Elaine Chao is no friend of labor

Elaine Chao is no friend of labor

Working: This Bushwoman is no friend of labor

By Mary Conroy
May 19, 2004

President Bush says we're in an economic recovery.

Well, you could sure fool me. We've lost some 2.8 million jobs since he took office, and the jobs that have been created don't come close to paying the wages of the manufacturing jobs we've lost.

But Laura Flanders' new book "Bushwomen" provides any laid-off employee with plenty of ammunition.

Just turn to the chapter on Elaine Chao, Secretary of the Department of Labor. When Bush appointed her, the press bought Chao's "American Dream" story hook, line and sinker.

Here's their version of the fairy tale: Chao was born in Taiwan to a family who fled the Chinese revolution in 1949. Her father, James, went to college with Jiang Zemin, and had connections to two of China's most powerful families - the Tung dynasty and the Hsus family. Both families were involved in shipping.

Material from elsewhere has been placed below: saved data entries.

//! Review decision entity, created 1:1 with a suggestion

use sea_orm::entity::prelude::*;
use serde::{Deserialize, Serialize};

#[derive(Clone, Debug, PartialEq, Eq, DeriveEntityModel, Serialize, Deserialize)]
#[sea_orm(table_name = "review_decisions")]
pub struct Model {
    #[sea_orm(primary_key, auto_increment = false)]
    pub id: Uuid,

    #[sea_orm(unique)]
    pub suggestion_id: Uuid,

    pub reviewer_id: Uuid,

    #[sea_orm(column_type = "Text")]
    pub decision: String,

    pub created_at: DateTimeWithTimeZone,
}

#[derive(Copy, Clone, Debug, EnumIter, DeriveRelation)]
pub enum Relation {
    #[sea_orm(
        belongs_to = "super::suggestion::Entity",
        from = "Column::SuggestionId",
        to = "super::suggestion::Column::Id",
        on_delete = "Cascade"
    )]
    Suggestion,
}

impl Related<super::suggestion::Entity> for Entity {
    fn to() -> RelationDef {
        Relation::Suggestion.def()
    }
}

impl ActiveModelBehavior for ActiveModel {}
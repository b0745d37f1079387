//! Suggestion entity: reviewable edits for one file

use sea_orm::entity::prelude::*;
use serde::{Deserialize, Serialize};

/// Review state shared by suggestions and review decisions
#[derive(Clone, Copy, Debug, PartialEq, Eq, Serialize, Deserialize)]
#[serde(rename_all = "snake_case")]
pub enum ReviewStatus {
    Pending,
    Accepted,
    Rejected,
}

impl ReviewStatus {
    pub fn as_str(&self) -> &'static str {
        match self {
            ReviewStatus::Pending => "pending",
            ReviewStatus::Accepted => "accepted",
            ReviewStatus::Rejected => "rejected",
        }
    }
}

impl From<String> for ReviewStatus {
    fn from(s: String) -> Self {
        match s.as_str() {
            "accepted" => ReviewStatus::Accepted,
            "rejected" => ReviewStatus::Rejected,
            _ => ReviewStatus::Pending,
        }
    }
}

impl From<ReviewStatus> for String {
    fn from(status: ReviewStatus) -> Self {
        status.as_str().to_string()
    }
}

#[derive(Clone, Debug, PartialEq, DeriveEntityModel, Serialize, Deserialize)]
#[sea_orm(table_name = "suggestions")]
pub struct Model {
    #[sea_orm(primary_key, auto_increment = false)]
    pub id: Uuid,

    pub file_id: Uuid,

    /// Serialized operations array
    #[sea_orm(column_type = "JsonBinary", nullable)]
    pub operations_json: Option<Json>,

    /// Alternative payload: a unified diff against the file
    #[sea_orm(column_type = "Text", nullable)]
    pub patch_unified_diff: Option<String>,

    #[sea_orm(column_type = "Text")]
    pub status: String,

    pub confidence: f64,

    #[sea_orm(column_type = "Text")]
    pub model_used: String,

    pub created_at: DateTimeWithTimeZone,
}

impl Model {
    pub fn review_status(&self) -> ReviewStatus {
        ReviewStatus::from(self.status.clone())
    }
}

#[derive(Copy, Clone, Debug, EnumIter, DeriveRelation)]
pub enum Relation {
    #[sea_orm(
        belongs_to = "super::file::Entity",
        from = "Column::FileId",
        to = "super::file::Column::Id",
        on_delete = "Cascade"
    )]
    File,

    #[sea_orm(has_one = "super::review_decision::Entity")]
    ReviewDecision,
}

impl Related<super::file::Entity> for Entity {
    fn to() -> RelationDef {
        Relation::File.def()
    }
}

impl Related<super::review_decision::Entity> for Entity {
    fn to() -> RelationDef {
        Relation::ReviewDecision.def()
    }
}

impl ActiveModelBehavior for ActiveModel {}
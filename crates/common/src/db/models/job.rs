//! Job entity for queued index and query tasks

use sea_orm::entity::prelude::*;
use serde::{Deserialize, Serialize};

/// Job status enum
#[derive(Clone, Copy, Debug, PartialEq, Eq, Serialize, Deserialize)]
#[serde(rename_all = "snake_case")]
pub enum JobStatus {
    Pending,
    Running,
    Completed,
    Failed,
}

impl JobStatus {
    pub fn as_str(&self) -> &'static str {
        match self {
            JobStatus::Pending => "pending",
            JobStatus::Running => "running",
            JobStatus::Completed => "completed",
            JobStatus::Failed => "failed",
        }
    }

    pub fn is_terminal(&self) -> bool {
        matches!(self, JobStatus::Completed | JobStatus::Failed)
    }
}

impl From<String> for JobStatus {
    fn from(s: String) -> Self {
        match s.as_str() {
            "running" => JobStatus::Running,
            "completed" => JobStatus::Completed,
            "failed" => JobStatus::Failed,
            _ => JobStatus::Pending,
        }
    }
}

impl From<JobStatus> for String {
    fn from(status: JobStatus) -> Self {
        status.as_str().to_string()
    }
}

#[derive(Clone, Debug, PartialEq, DeriveEntityModel, Serialize, Deserialize)]
#[sea_orm(table_name = "jobs")]
pub struct Model {
    #[sea_orm(primary_key, auto_increment = false, column_type = "Text")]
    pub task_id: String,

    /// "index" or "query"
    #[sea_orm(column_type = "Text")]
    pub kind: String,

    #[sea_orm(column_type = "Text")]
    pub status: String,

    /// Fraction complete, 0..=1
    pub progress: f64,

    #[sea_orm(column_type = "JsonBinary")]
    pub metadata: Json,

    #[sea_orm(column_type = "Text", nullable)]
    pub error_msg: Option<String>,

    pub created_at: DateTimeWithTimeZone,

    pub updated_at: DateTimeWithTimeZone,
}

impl Model {
    /// Get the job status as an enum
    pub fn job_status(&self) -> JobStatus {
        JobStatus::from(self.status.clone())
    }

    /// Check if the job is in a terminal state
    pub fn is_terminal(&self) -> bool {
        self.job_status().is_terminal()
    }

    /// Progress as a percentage
    pub fn progress_percent(&self) -> f64 {
        (self.progress * 100.0).clamp(0.0, 100.0)
    }
}

#[derive(Copy, Clone, Debug, EnumIter, DeriveRelation)]
pub enum Relation {}

impl ActiveModelBehavior for ActiveModel {}
//! Database layer for Docflow
//!
//! Provides:
//! - SeaORM entity models
//! - The [`RecordStore`] interface with Postgres and in-memory backends
//! - Connection pool management and migrations

mod memory;
pub mod models;
mod postgres;
mod store;

pub use memory::MemoryRecordStore;
pub use postgres::PgRecordStore;
pub use store::{ChunkMatch, JobUpdate, NewChunk, NewFile, NewMerkleNode, NewSuggestion, RecordStore, VectorQuery};

use crate::config::DatabaseConfig;
use crate::errors::{AppError, Result};
use sea_orm::{ConnectOptions, Database, DatabaseConnection};
use std::time::Duration;
use tracing::info;

/// Database connection pool wrapper
#[derive(Clone)]
pub struct DbPool {
    /// Primary connection (for writes)
    pub primary: DatabaseConnection,

    /// Read replica connection (optional)
    pub replica: Option<DatabaseConnection>,
}

fn connect_options(url: &str, config: &DatabaseConfig) -> ConnectOptions {
    let mut opts = ConnectOptions::new(url);
    opts.max_connections(config.max_connections)
        .min_connections(config.min_connections)
        .connect_timeout(Duration::from_secs(config.connect_timeout_secs))
        .idle_timeout(Duration::from_secs(config.idle_timeout_secs))
        .sqlx_logging(false);
    opts
}

impl DbPool {
    /// Create a new database pool from configuration
    pub async fn new(config: &DatabaseConfig) -> Result<Self> {
        info!("Connecting to primary database...");

        let primary = Database::connect(connect_options(&config.url, config))
            .await
            .map_err(|e| AppError::DatabaseConnection {
                message: format!("Failed to connect to primary: {}", e),
            })?;

        // Connect to replica if configured
        let replica = match config.read_url {
            Some(ref read_url) => {
                info!("Connecting to read replica...");
                let replica_conn = Database::connect(connect_options(read_url, config))
                    .await
                    .map_err(|e| AppError::DatabaseConnection {
                        message: format!("Failed to connect to replica: {}", e),
                    })?;
                Some(replica_conn)
            }
            None => None,
        };

        info!("Database connections established");

        Ok(Self { primary, replica })
    }

    /// Get the connection for reads (replica if available, otherwise primary)
    pub fn read(&self) -> &DatabaseConnection {
        self.replica.as_ref().unwrap_or(&self.primary)
    }

    /// Get the connection for writes (always primary)
    pub fn write(&self) -> &DatabaseConnection {
        &self.primary
    }

    /// Apply pending SQL migrations from a directory
    pub async fn migrate(&self, dir: &str) -> Result<()> {
        info!(dir, "Running database migrations");
        let migrator = sqlx::migrate::Migrator::new(std::path::Path::new(dir)).await?;
        migrator
            .run(self.primary.get_postgres_connection_pool())
            .await?;
        Ok(())
    }

    /// Ping the database to check connectivity
    pub async fn ping(&self) -> Result<()> {
        use sea_orm::ConnectionTrait;

        self.primary
            .execute_unprepared("SELECT 1")
            .await
            .map_err(|e| AppError::DatabaseConnection {
                message: format!("Primary ping failed: {}", e),
            })?;

        if let Some(ref replica) = self.replica {
            replica
                .execute_unprepared("SELECT 1")
                .await
                .map_err(|e| AppError::DatabaseConnection {
                    message: format!("Replica ping failed: {}", e),
                })?;
        }

        Ok(())
    }
}
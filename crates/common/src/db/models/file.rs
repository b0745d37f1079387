//! File entity, unique on (repo_id, path)

use sea_orm::entity::prelude::*;
use serde::{Deserialize, Serialize};

#[derive(Clone, Debug, PartialEq, Eq, DeriveEntityModel, Serialize, Deserialize)]
#[sea_orm(table_name = "files")]
pub struct Model {
    #[sea_orm(primary_key, auto_increment = false)]
    pub id: Uuid,

    pub repo_id: Uuid,

    #[sea_orm(column_type = "Text")]
    pub path: String,

    /// sha256 of the file content
    #[sea_orm(column_type = "Text")]
    pub content_hash: String,

    /// Content store key, relative to the documents bucket
    #[sea_orm(column_type = "Text")]
    pub storage_key: String,

    pub has_uncommitted_changes: bool,

    pub created_at: DateTimeWithTimeZone,

    pub updated_at: DateTimeWithTimeZone,
}

#[derive(Copy, Clone, Debug, EnumIter, DeriveRelation)]
pub enum Relation {
    #[sea_orm(
        belongs_to = "super::repo::Entity",
        from = "Column::RepoId",
        to = "super::repo::Column::Id",
        on_delete = "Cascade"
    )]
    Repo,

    #[sea_orm(has_many = "super::file_chunk::Entity")]
    FileChunk,
}

impl Related<super::repo::Entity> for Entity {
    fn to() -> RelationDef {
        Relation::Repo.def()
    }
}

impl Related<super::file_chunk::Entity> for Entity {
    fn to() -> RelationDef {
        Relation::FileChunk.def()
    }
}

impl ActiveModelBehavior for ActiveModel {}
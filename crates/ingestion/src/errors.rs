//! Ingestion error types

use docflow_common::errors::AppError;
use thiserror::Error;
use uuid::Uuid;

#[derive(Error, Debug)]
pub enum IngestionError {
    #[error("Repository not found: {0}")]
    RepoNotFound(Uuid),

    #[error("No files found for repository {0}. Cannot perform soft re-index.")]
    NothingToReindex(Uuid),

    #[error("Failed to clone repository {repo}: {message}")]
    Clone { repo: String, message: String },

    #[error("Chunking error: {0}")]
    Chunking(String),

    #[error(transparent)]
    App(#[from] AppError),

    #[error("IO error: {0}")]
    Io(#[from] std::io::Error),
}

impl From<IngestionError> for AppError {
    fn from(e: IngestionError) -> Self {
        match e {
            IngestionError::RepoNotFound(id) => AppError::not_found("repository", id),
            IngestionError::NothingToReindex(_) => AppError::Validation {
                message: e.to_string(),
                field: Some("soft_reindex".to_string()),
            },
            IngestionError::App(inner) => inner,
            other => AppError::Internal {
                message: other.to_string(),
            },
        }
    }
}

#[cfg(test)]
mod tests {
    use super::*;

    #[test]
    fn test_soft_reindex_message() {
        let id = Uuid::nil();
        let err = IngestionError::NothingToReindex(id);
        assert!(err.to_string().contains("Cannot perform soft re-index"));
        assert!(matches!(AppError::from(err), AppError::Validation { .. }));
    }

    #[test]
    fn test_app_error_passes_through() {
        let err = IngestionError::from(AppError::Store {
            message: "down".to_string(),
        });
        assert!(matches!(AppError::from(err), AppError::Store { .. }));
    }
}
//! Docflow ingestion
//!
//! Builds the searchable corpus for a repository: token chunking, the
//! content-addressed chunk store, Merkle sync and the indexing pipeline.

pub mod chunk_store;
pub mod chunker;
pub mod errors;
pub mod merkle;
pub mod orchestrator;
pub mod sources;

pub use chunk_store::{ContentAddressedChunkStore, EnsuredChunk};
pub use chunker::{locate_chunks, LineSpan, TokenChunker, TokenWindow};
pub use errors::IngestionError;
pub use merkle::{root_hash, MerkleSynchronizer};
pub use orchestrator::{IndexOutcome, IndexRequest, IndexStage, IndexingOrchestrator};
pub use sources::{GitFetcher, SourceFetcher};
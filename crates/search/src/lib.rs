//! Docflow search
//!
//! Similarity retrieval over content-addressed chunks, with full-text and
//! keyword fallbacks, and the elbow analyzer that decides how many ranked
//! candidates are relevant.

pub mod elbow;
pub mod retrieval;

pub use elbow::{CutoffMethod, ElbowAnalyzer, ElbowDetector, ElbowDiagnostics, ElbowRetrieval};
pub use retrieval::{extract_keywords, RetrievalMode, SearchRequest, SearchResponse, SimilarityRetriever};

#[cfg(test)]
pub(crate) mod testing {
    use docflow_common::db::models::FileChunkLink;
    use docflow_common::db::{MemoryRecordStore, NewChunk, NewFile, RecordStore};
    use docflow_common::sha256_hex;
    use uuid::Uuid;

    /// Link one chunk with `embedding` into `path`
    pub async fn seed_chunk(
        records: &MemoryRecordStore,
        repo_id: Uuid,
        path: &str,
        order: i32,
        content: &str,
        embedding: Vec<f32>,
    ) {
        let file = records
            .upsert_file(NewFile {
                repo_id,
                path: path.to_string(),
                content_hash: sha256_hex(path),
                storage_key: format!("{}/{}", repo_id, path),
            })
            .await
            .unwrap();

        let hash = sha256_hex(content);
        records
            .insert_chunk_if_absent(NewChunk {
                hash: hash.clone(),
                content: content.to_string(),
                embedding,
                token_count: content.split_whitespace().count() as i32,
            })
            .await
            .unwrap();

        records
            .upsert_file_chunk(FileChunkLink {
                file_id: file.id,
                chunk_order: order,
                chunk_hash: hash,
                start_line: 1,
                end_line: 1,
            })
            .await
            .unwrap();
    }
}
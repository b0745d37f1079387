//! Prompt templates for the two generation passes

/// System prompt for pass 1: choose the files to edit
pub const FILE_SELECTION_SYSTEM_PROMPT: &str = r#"You are a technical documentation expert. Identify which files must be modified to implement the user's request.

REQUIREMENTS:
1. Output ONLY a JSON array of file paths.
2. No explanations and no additional text.
3. Consider cross-file dependencies: include files that reference or repeat what changes.
4. If the user names a specific file, output only that file.
5. If the user does not name a file, include every file relevant to the request.
6. Exclude files that are not documentation:
   a. a file with no natural language is not documentation;
   b. a file that is entirely code is not documentation;
   c. binary or asset files are not documentation.
7. Only choose paths from the candidate files you were shown.

Example outputs:
["docs/api.md", "docs/quickstart.md"]
["readme.md"]
[]

Your response must be a JSON array of strings."#;

/// System prompt for pass 2: emit anchor operations for one file
pub const OPERATIONS_SYSTEM_PROMPT: &str = r###"You are a professional technical documentation editor for Markdown and MDX files. Generate operations JSON that implements the user's request for THIS file only.

REQUIREMENTS:
1. Output ONLY a valid JSON array of operations. No prose, no commentary.
2. Do not wrap the JSON in markdown code fences.
3. Every operation must follow the schema below with its required fields.
4. Anchor text in "find" and "until" must be copied EXACTLY from the file content. Never invent anchors.
5. Make minimal, targeted changes that directly address the request.
6. If the file already satisfies the request or should not change, return [].
7. Keep the file's formatting, heading style, spacing and tone. Think about how the rendered preview will look.
8. To add a numbered-list item, anchor on the LAST existing item of that list and use insertAfter. Never introduce duplicate numbering.
9. Inside a code block, match its language and indentation and do not open or close the fence. To insert text after a code block, include the closing fence in the anchor.
10. Multiple operations are allowed. They are applied in order and must not conflict.
11. Do not repeat the anchor text inside "insert", "replace" or "until".

OPERATION TYPES:
- "insertAfter": insert a new line after the line where the anchor ends
- "insertBefore": insert a new line before the line where the anchor starts
- "replace": replace every occurrence of the anchor text
- "deleteBlock": delete from the anchor through the "until" anchor, inclusive

SCHEMA:
{
  "file": "path/to/file.md",
  "op": "insertAfter|insertBefore|replace|deleteBlock",
  "find": "anchor text",
  "insert": "text to insert (insert ops)",
  "replace": "replacement text (replace op)",
  "until": "end anchor (deleteBlock op)"
}

EXAMPLE (format only; follow the style of the file you are editing):
[
  {"file": "docs/example.md", "op": "insertAfter", "find": "## Features", "insert": "- New feature"},
  {"file": "docs/example.md", "op": "replace", "find": "Old text", "replace": "New text"},
  {"file": "docs/example.md", "op": "deleteBlock", "find": "## Deprecated", "until": "End of deprecated section."}
]"###;

/// A candidate file shown to the selection pass
#[derive(Debug, Clone, PartialEq)]
pub struct CandidateFile<'a> {
    pub path: &'a str,
    pub content: &'a str,
    /// Best similarity among the file's retrieved chunks
    pub similarity: f64,
}

/// Render one candidate block for the selection prompt
pub fn candidate_block(candidate: &CandidateFile<'_>) -> String {
    format!(
        "=== FILE: {} (similarity: {:.2}) ===\n{}\n=== END FILE: {} ===\n",
        candidate.path, candidate.similarity, candidate.content, candidate.path
    )
}

/// User prompt for pass 1 from pre-rendered candidate blocks
pub fn file_selection_prompt(query: &str, blocks: &[String]) -> String {
    format!(
        r#"USER QUERY: "{query}"

CANDIDATE FILES:
{files}
Based on the query, identify ALL files that need to be modified. Consider:
- files directly related to the requested change
- files that reference or depend on the changed content
- files with cross-references or examples that need updating

Return a JSON array of file paths:"#,
        query = query,
        files = blocks.join("\n"),
    )
}

/// User prompt for pass 2 for a single file
pub fn file_operations_prompt(query: &str, path: &str, content: &str) -> String {
    format!(
        r#"TASK: Generate operations that implement the change request for this specific file.

USER QUERY: "{query}"
FILE: {path}

FULL FILE CONTENT:
{content}

INSTRUCTIONS:
1. Focus ONLY on changes needed in THIS file.
2. Use precise anchor text that exists in the file content above.
3. Make minimal, targeted changes that directly address the query.
4. Keep edits consistent with the documentation's style, formatting and structure.
5. Set "file" to "{path}" in every operation.

Generate the operations JSON for this file:"#,
        query = query,
        path = path,
        content = content,
    )
}

#[cfg(test)]
mod tests {
    use super::*;

    #[test]
    fn test_selection_prompt_contains_candidates() {
        let block = candidate_block(&CandidateFile {
            path: "docs/auth.md",
            content: "# Auth\nRotate keys.",
            similarity: 0.8312,
        });
        assert!(block.contains("docs/auth.md (similarity: 0.83)"));

        let prompt = file_selection_prompt("rotate the api key", &[block]);
        assert!(prompt.contains(r#"USER QUERY: "rotate the api key""#));
        assert!(prompt.contains("# Auth\nRotate keys."));
    }

    #[test]
    fn test_operations_prompt() {
        let prompt = file_operations_prompt("bump version", "docs/release.md", "v1.0");
        assert!(prompt.contains("FILE: docs/release.md"));
        assert!(prompt.contains("FULL FILE CONTENT:\nv1.0\n"));
        assert!(prompt.contains(r#"Set "file" to "docs/release.md""#));
    }
}
//! Chat completion provider abstraction
//!
//! The generation pipeline talks to a [`CompletionModel`] through a
//! [`CompletionClient`], which applies the same exponential backoff policy as
//! the embedding client.

use crate::config::CompletionConfig;
use crate::embeddings::RetryPolicy;
use crate::errors::{AppError, Result};
use async_trait::async_trait;
use serde::{Deserialize, Serialize};
use std::collections::VecDeque;
use std::sync::{Arc, Mutex};
use std::time::{Duration, Instant};

/// One chat message
#[derive(Debug, Clone, Serialize, Deserialize, PartialEq)]
pub struct ChatMessage {
    pub role: String,
    pub content: String,
}

impl ChatMessage {
    pub fn system(content: impl Into<String>) -> Self {
        Self {
            role: "system".to_string(),
            content: content.into(),
        }
    }

    pub fn user(content: impl Into<String>) -> Self {
        Self {
            role: "user".to_string(),
            content: content.into(),
        }
    }
}

/// Parameters for a single completion
#[derive(Debug, Clone, Copy)]
pub struct CompletionParams {
    pub temperature: f32,
    pub max_tokens: u32,
}

/// Trait for chat completion providers
#[async_trait]
pub trait CompletionModel: Send + Sync {
    async fn complete(&self, messages: &[ChatMessage], params: CompletionParams) -> Result<String>;

    fn model_name(&self) -> &str;
}

/// OpenAI-compatible chat completions client
pub struct OpenAIChatModel {
    client: reqwest::Client,
    endpoint: String,
    api_key: String,
    model: String,
}

#[derive(Serialize)]
struct ChatRequest<'a> {
    model: &'a str,
    messages: &'a [ChatMessage],
    temperature: f32,
    max_tokens: u32,
}

#[derive(Deserialize)]
struct ChatResponse {
    choices: Vec<ChatChoice>,
}

#[derive(Deserialize)]
struct ChatChoice {
    message: ChatResponseMessage,
}

#[derive(Deserialize)]
struct ChatResponseMessage {
    content: Option<String>,
}

impl OpenAIChatModel {
    pub fn new(
        api_key: String,
        model: String,
        base_url: Option<String>,
        timeout: Duration,
    ) -> Result<Self> {
        let client = reqwest::Client::builder()
            .timeout(timeout)
            .build()
            .map_err(|e| AppError::Configuration {
                message: format!("Failed to create HTTP client: {}", e),
            })?;

        let base = base_url.unwrap_or_else(|| "https://api.openai.com/v1".to_string());

        Ok(Self {
            client,
            endpoint: format!("{}/chat/completions", base.trim_end_matches('/')),
            api_key,
            model,
        })
    }
}

#[async_trait]
impl CompletionModel for OpenAIChatModel {
    async fn complete(&self, messages: &[ChatMessage], params: CompletionParams) -> Result<String> {
        let request = ChatRequest {
            model: &self.model,
            messages,
            temperature: params.temperature,
            max_tokens: params.max_tokens,
        };

        let response = self
            .client
            .post(&self.endpoint)
            .header("Authorization", format!("Bearer {}", self.api_key))
            .json(&request)
            .send()
            .await
            .map_err(|e| AppError::provider("openai", format!("Request failed: {}", e)))?;

        if !response.status().is_success() {
            let status = response.status();
            let body = response.text().await.unwrap_or_default();
            return Err(AppError::provider(
                "openai",
                format!("API error {}: {}", status, body),
            ));
        }

        let result: ChatResponse = response.json().await.map_err(|e| {
            AppError::provider("openai", format!("Failed to parse response: {}", e))
        })?;

        result
            .choices
            .into_iter()
            .next()
            .and_then(|c| c.message.content)
            .ok_or_else(|| AppError::provider("openai", "Completion had no content"))
    }

    fn model_name(&self) -> &str {
        &self.model
    }
}

/// Completion model replaying scripted responses in order.
///
/// Used by tests and dry runs; each call pops the next response, and an
/// exhausted script is a provider error.
#[derive(Default)]
pub struct ScriptedCompletionModel {
    responses: Mutex<VecDeque<Result<String>>>,
    prompts: Mutex<Vec<Vec<ChatMessage>>>,
}

impl ScriptedCompletionModel {
    pub fn new() -> Self {
        Self::default()
    }

    pub fn respond(self, response: impl Into<String>) -> Self {
        self.lock_responses().push_back(Ok(response.into()));
        self
    }

    pub fn fail(self, message: impl Into<String>) -> Self {
        self.lock_responses()
            .push_back(Err(AppError::provider("scripted", message)));
        self
    }

    /// Messages received so far, one entry per call
    pub fn prompts(&self) -> Vec<Vec<ChatMessage>> {
        match self.prompts.lock() {
            Ok(guard) => guard.clone(),
            Err(poisoned) => poisoned.into_inner().clone(),
        }
    }

    fn lock_responses(&self) -> std::sync::MutexGuard<'_, VecDeque<Result<String>>> {
        match self.responses.lock() {
            Ok(guard) => guard,
            Err(poisoned) => poisoned.into_inner(),
        }
    }
}

#[async_trait]
impl CompletionModel for ScriptedCompletionModel {
    async fn complete(&self, messages: &[ChatMessage], _params: CompletionParams) -> Result<String> {
        match self.prompts.lock() {
            Ok(mut guard) => guard.push(messages.to_vec()),
            Err(poisoned) => poisoned.into_inner().push(messages.to_vec()),
        }
        self.lock_responses()
            .pop_front()
            .unwrap_or_else(|| Err(AppError::provider("scripted", "No scripted response left")))
    }

    fn model_name(&self) -> &str {
        "scripted"
    }
}

/// Create a completion model based on configuration
pub fn create_completion_model(config: &CompletionConfig) -> Result<Arc<dyn CompletionModel>> {
    match config.provider.as_str() {
        "openai" => {
            let key = config.api_key.clone().ok_or_else(|| AppError::Configuration {
                message: "completion.api_key is required for the openai provider".to_string(),
            })?;
            Ok(Arc::new(OpenAIChatModel::new(
                key,
                config.model.clone(),
                config.api_base.clone(),
                config.timeout(),
            )?))
        }
        other => Err(AppError::Configuration {
            message: format!("Unknown completion provider: {}", other),
        }),
    }
}

/// Completion client with retry
#[derive(Clone)]
pub struct CompletionClient {
    model: Arc<dyn CompletionModel>,
    retry: RetryPolicy,
}

impl CompletionClient {
    pub fn new(model: Arc<dyn CompletionModel>) -> Self {
        Self {
            model,
            retry: RetryPolicy::default(),
        }
    }

    pub fn from_config(model: Arc<dyn CompletionModel>, config: &CompletionConfig) -> Self {
        Self::new(model).with_retry(RetryPolicy {
            max_retries: config.max_retries,
            base_delay: config.retry_base_delay(),
        })
    }

    pub fn with_retry(mut self, retry: RetryPolicy) -> Self {
        self.retry = retry;
        self
    }

    pub fn model_name(&self) -> &str {
        self.model.model_name()
    }

    /// Complete with exponential backoff between attempts
    pub async fn complete_with_retry(
        &self,
        messages: &[ChatMessage],
        params: CompletionParams,
    ) -> Result<String> {
        let mut last_error = None;

        for attempt in 0..=self.retry.max_retries {
            let start = Instant::now();
            let result = self.model.complete(messages, params).await;
            crate::metrics::record_completion(
                start.elapsed().as_secs_f64(),
                self.model.model_name(),
                result.is_ok(),
            );

            match result {
                Ok(text) => return Ok(text),
                Err(e) => {
                    tracing::warn!(
                        attempt = attempt + 1,
                        max_retries = self.retry.max_retries,
                        error = %e,
                        "Completion request failed"
                    );
                    last_error = Some(e);
                    if attempt < self.retry.max_retries {
                        tokio::time::sleep(self.retry.delay_for(attempt)).await;
                    }
                }
            }
        }

        Err(last_error.unwrap_or_else(|| {
            AppError::provider(self.model.model_name(), "Unknown error after retries")
        }))
    }
}

#[cfg(test)]
mod tests {
    use super::*;

    const PARAMS: CompletionParams = CompletionParams {
        temperature: 0.1,
        max_tokens: 100,
    };

    fn fast_retry() -> RetryPolicy {
        RetryPolicy {
            max_retries: 2,
            base_delay: Duration::from_millis(1),
        }
    }

    #[tokio::test]
    async fn test_retry_until_success() {
        let model = Arc::new(ScriptedCompletionModel::new().fail("boom").respond("[]"));
        let client = CompletionClient::new(model.clone()).with_retry(fast_retry());
        let text = client
            .complete_with_retry(&[ChatMessage::user("hi")], PARAMS)
            .await
            .unwrap();
        assert_eq!(text, "[]");
        assert_eq!(model.prompts().len(), 2);
    }

    #[tokio::test]
    async fn test_exhausted_retries_surface_provider_error() {
        let model = Arc::new(ScriptedCompletionModel::new().fail("a").fail("b").fail("c"));
        let client = CompletionClient::new(model).with_retry(fast_retry());
        let err = client
            .complete_with_retry(&[ChatMessage::user("hi")], PARAMS)
            .await
            .unwrap_err();
        assert!(matches!(err, AppError::Provider { .. }));
    }

    #[test]
    fn test_message_constructors() {
        assert_eq!(ChatMessage::system("x").role, "system");
        assert_eq!(ChatMessage::user("y").role, "user");
    }
}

James came to the U.S. in 1958 as an employee of one of the Tung's merchant-shipping outfits. He brought his family over three years later. Elaine Chao started third grade in Queens speaking no English, and within a year, was elected class president.

James started his own shipping company in 1964. By the time President Nixon lifted the trade embargo with China, James' company was ideally situated to take advantage of it.

As his company become more and more successful, the family moved from Queens to Long Island, and then to wealthy Westchester County. As Flanders says, "It is here, as Elaine Chao's up-by-the-bootstraps story turns to talk of circular driveways in Westchester, that one begins to get a sense of the quality of the bootstrap leather."

Elaine went to Mount Holyoke College and Harvard Business School. Then she worked primarily in shipping for Gulf Oil and Citicorp. She was a White House fellow under Ronald Reagan, concentrating on international shipping and maritime unions. She worked for BankAmerica, and then was appointed deputy administrator of the Maritime Administration in the Department of Transportation.

In the DOT, she saved the shipping companies' favorite loan program. George H.W. Bush named her head of the Peace Corps in 1991, although she would have preferred secretary of transportation.

But she took advantage of the collapse of the Soviet Union and completely changed the direction of the Peace Corps. She recruited American MBAs to start small businesses in Russia, at taxpayer expense.

Elaine then became head of the United Way. In the 1990s, she married Kentucky Sen. Mitch McConnell, who had a million-dollar campaign fund. McConnell became chair of an important committee on foreign operations and export financing.

So here's what Secretary Chao has done for American workers: She opposed the 1991 Civil Rights Act. She was a founder of the Independent Women's Forum, a group of conservative women who hold themselves up as models of the American Dream.

As Secretary of Labor, she's been working to dismantle the department. She serves the interests of business, and has been on the board of directors of such companies as Northwest Airlines and Dole Food Co. She's maneuvering the Labor Department from being an advocate for workers to being a watchdog of unions.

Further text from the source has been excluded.